In the second half of the XX century this interaction was more direct, since the topography of a sector of the historical core’s surroundings changed because the exploitation system changed from underground to open-pit mining, evidencing mercury-mining technology in a specific period of time. Its great relevance is in the fact that it was the only mercury mine in the entire American continent, until the California mines were discovered in the mid-XX century.

Statements of authenticity and/or integrity

Authenticity of natural and cultural elements that comprise the site proposed is present in the location and in Santa Bárbara mining complex.

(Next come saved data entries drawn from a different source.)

//! Core types for WebP encoding.

use serde::{Deserialize, Serialize};
use thiserror::Error;

use crate::runtime::InitError;
use crate::sink::TransferError;

/// RGBA and RGBX pixels are both 4 bytes wide.
pub const BYTES_PER_PIXEL: usize = 4;

/// Largest width or height libwebp accepts.
pub const MAX_DIMENSION: u32 = 16383;

/// Quality used for lossy encodes (0-100).
pub const LOSSY_QUALITY: f32 = 90.0;

/// Lossless effort level (0 = fastest, 9 = smallest).
pub const LOSSLESS_LEVEL: u8 = 2;

/// Errors that can occur during WebP encoding.
#[derive(Debug, Error)]
pub enum EncodeError {
    /// Width or height is zero or above [`MAX_DIMENSION`]
    #[error("Invalid dimensions: width ({width}) and height ({height}) must be between 1 and {max}", max = MAX_DIMENSION)]
    InvalidDimensions { width: u32, height: u32 },

    /// Row stride is too short for the width, or too large for libwebp
    #[error("Invalid stride: {stride} bytes per row (need at least {min})")]
    InvalidStride { stride: usize, min: usize },

    /// Pixel data length doesn't match stride * height
    #[error("Invalid pixel data: expected {expected} bytes (stride * height), got {actual}")]
    InvalidPixelData { expected: usize, actual: usize },

    /// The encoder runtime could not be initialized
    #[error("WebP encoder not initialized: {0}")]
    NotInitialized(#[from] InitError),

    /// libwebp rejected the encoder configuration
    #[error("Invalid encoder configuration: {0}")]
    InvalidConfig(&'static str),

    /// libwebp could not import the pixel buffer
    #[error("Picture import failed: {0}")]
    ImportFailed(String),

    /// libwebp failed while encoding
    #[error("WebP encoding failed: {0}")]
    EncodingFailed(String),

    /// The compressed output could not be streamed to the sink
    #[error("Could not stream encoded output: {0}")]
    Transfer(#[from] TransferError),
}

/// How libwebp should read the pixel buffer.
#[derive(Debug, Clone, Copy, PartialEq, Eq, Default, Serialize, Deserialize)]
pub enum PixelLayout {
    /// Alpha channel is kept.
    #[default]
    Rgba,
    /// Fourth byte is ignored; the image is treated as opaque.
    Rgbx,
}

impl PixelLayout {
    pub fn from_opaque(opaque: bool) -> Self {
        if opaque {
            PixelLayout::Rgbx
        } else {
            PixelLayout::Rgba
        }
    }
}

/// Encoder parameters.
#[derive(Debug, Clone, Copy, PartialEq, Serialize, Deserialize)]
pub struct EncodeOptions {
    /// Use lossless compression instead of lossy.
    pub lossless: bool,
    /// How the fourth byte of each pixel is interpreted.
    pub layout: PixelLayout,
    /// Lossy quality (0-100). Clamped on use.
    pub quality: f32,
    /// Lossless level (0-9). Clamped on use.
    pub lossless_level: u8,
}

impl Default for EncodeOptions {
    fn default() -> Self {
        Self {
            lossless: false,
            layout: PixelLayout::Rgba,
            quality: LOSSY_QUALITY,
            lossless_level: LOSSLESS_LEVEL,
        }
    }
}

impl EncodeOptions {
    pub fn lossy() -> Self {
        Self::default()
    }

    pub fn lossless() -> Self {
        Self {
            lossless: true,
            ..Self::default()
        }
    }

    pub fn with_opaque(mut self, opaque: bool) -> Self {
        self.layout = PixelLayout::from_opaque(opaque);
        self
    }

    pub(crate) fn clamped_quality(&self) -> f32 {
        if self.quality.is_nan() {
            LOSSY_QUALITY
        } else {
            self.quality.clamp(0.0, 100.0)
        }
    }

    pub(crate) fn clamped_lossless_level(&self) -> u8 {
        self.lossless_level.min(9)
    }
}

/// A borrowed 4-byte-per-pixel image with an explicit row stride.
#[derive(Debug, Clone, Copy)]
pub struct PixelBuffer<'a> {
    pixels: &'a [u8],
    width: u32,
    height: u32,
    stride: usize,
}

impl<'a> PixelBuffer<'a> {
    /// Wrap `pixels` after checking it describes a `width` x `height` image
    /// with `stride` bytes per row.
    pub fn new(pixels: &'a [u8], width: u32, height: u32, stride: usize) -> Result<Self, EncodeError> {
        if width == 0 || height == 0 || width > MAX_DIMENSION || height > MAX_DIMENSION {
            return Err(EncodeError::InvalidDimensions { width, height });
        }

        let min = width as usize * BYTES_PER_PIXEL;
        if stride < min || stride > i32::MAX as usize {
            return Err(EncodeError::InvalidStride { stride, min });
        }

        let expected = stride
            .checked_mul(height as usize)
            .ok_or(EncodeError::InvalidStride { stride, min })?;
        if pixels.len() != expected {
            return Err(EncodeError::InvalidPixelData {
                expected,
                actual: pixels.len(),
            });
        }

        Ok(Self {
            pixels,
            width,
            height,
            stride,
        })
    }

    /// Wrap tightly packed pixels (stride = width * 4).
    pub fn packed(pixels: &'a [u8], width: u32, height: u32) -> Result<Self, EncodeError> {
        Self::new(pixels, width, height, width as usize * BYTES_PER_PIXEL)
    }

    pub fn pixels(&self) -> &'a [u8] {
        self.pixels
    }

    pub fn width(&self) -> u32 {
        self.width
    }

    pub fn height(&self) -> u32 {
        self.height
    }

    pub fn stride(&self) -> usize {
        self.stride
    }
}
//! webp-bridge core - WebP encoding with chunked sink streaming
//!
//! This crate takes raw RGBA pixel buffers, compresses them with libwebp, and
//! streams the compressed bytes into a push-based sink through a small,
//! fixed-size staging buffer. It also converts downloaded chapter pages from
//! PNG to WebP on disk.
//!
//! # Module Structure
//!
//! - `sink` - Chunked transfer of producer output into a sink
//! - `runtime` - Process-wide, init-once encoder setup
//! - `encode` - libwebp configuration and encoding
//! - `settings` - Serializable conversion settings
//! - `convert` - Chapter page conversion

pub mod convert;
pub mod encode;
pub mod runtime;
pub mod settings;
pub mod sink;

pub use convert::{ChapterConverter, ConversionReport, ConvertError, PageError, PageOutcome};
pub use encode::{encode_webp, encode_webp_with, EncodeError, EncodeOptions, PixelBuffer, PixelLayout};
pub use runtime::{initialize, is_initialized, EncoderVersion, InitError, Runtime};
pub use settings::{ConversionMode, Settings, SettingsError, MAX_STAGING_CAPACITY};
pub use sink::{
    transfer, ChunkedSinkWriter, Sink, Staging, StagingOverflow, Transfer, TransferError,
    DEFAULT_STAGING_CAPACITY,
};
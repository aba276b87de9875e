pub mod customer;

use derive_more::Display;

pub use self::customer::*;

/// Coarse classification shared by every error the crate returns.
#[derive(Copy, Clone, Debug, PartialEq, Eq, Hash, Display)]
pub enum ErrorKind {
    /// A required argument was not supplied at all.
    #[display(fmt = "null argument")]
    NullArgument,
    /// A supplied argument breaks a field invariant.
    #[display(fmt = "invalid argument")]
    InvalidArgument,
    /// A format string is malformed or conflicts with the value being formatted.
    #[display(fmt = "invalid format")]
    FormatInvalid,
}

Huancavelica city, underground works (caverns, galleries) carried out in Santa Bárbara and Chaclatacana mountains in the intersection with the Gran Farallón, as well as ore processing (smelting) facilities, services and housing facilities scattered in nearby mountains and valleys, and mining facilities of the XX century, are evidence of the use and human adaptation to a hostile environment such as the high Peruvian Central Andes, over 4,100 masl, uninterruptedly for over four centuries. The concurrence of a successful adaptation to the environment and the local development and improvement of silver amalgamation techniques using mercury made Huancavelica an important center of technology innovation and quicksilver production, which was destined to Cerro Rico de Potosí mine and other mines in the American continent.

Huancavelica mining landscape preserves numerous elements that were part of the productive process of the mercury mining industry. The high degree of authenticity preserved by such elements allows clearly reading the historical process that made Santa Bárbara one of the most significant places for the successful development of the viceregal economy.

The economic development of Huancavelica based on the mercury industry, was responsible for the creation of regional integration networks in the southern Andes, which are still operating to date despite the breakdown of economic and commercial dynamics supporting such integration. The hard living conditions of miners and several ways of forced labor (mining mita) have produced throughout its history specific expressions of a culture with distinctive features currently emerging in behaviors, religious beliefs, oral expressions, traditions and music. The present community of Santa Bárbara greatly portrays this living cultural manifestation, since it maintains and preserves many of the ancestral traditions related to the mining activity that even today are passed to new generations.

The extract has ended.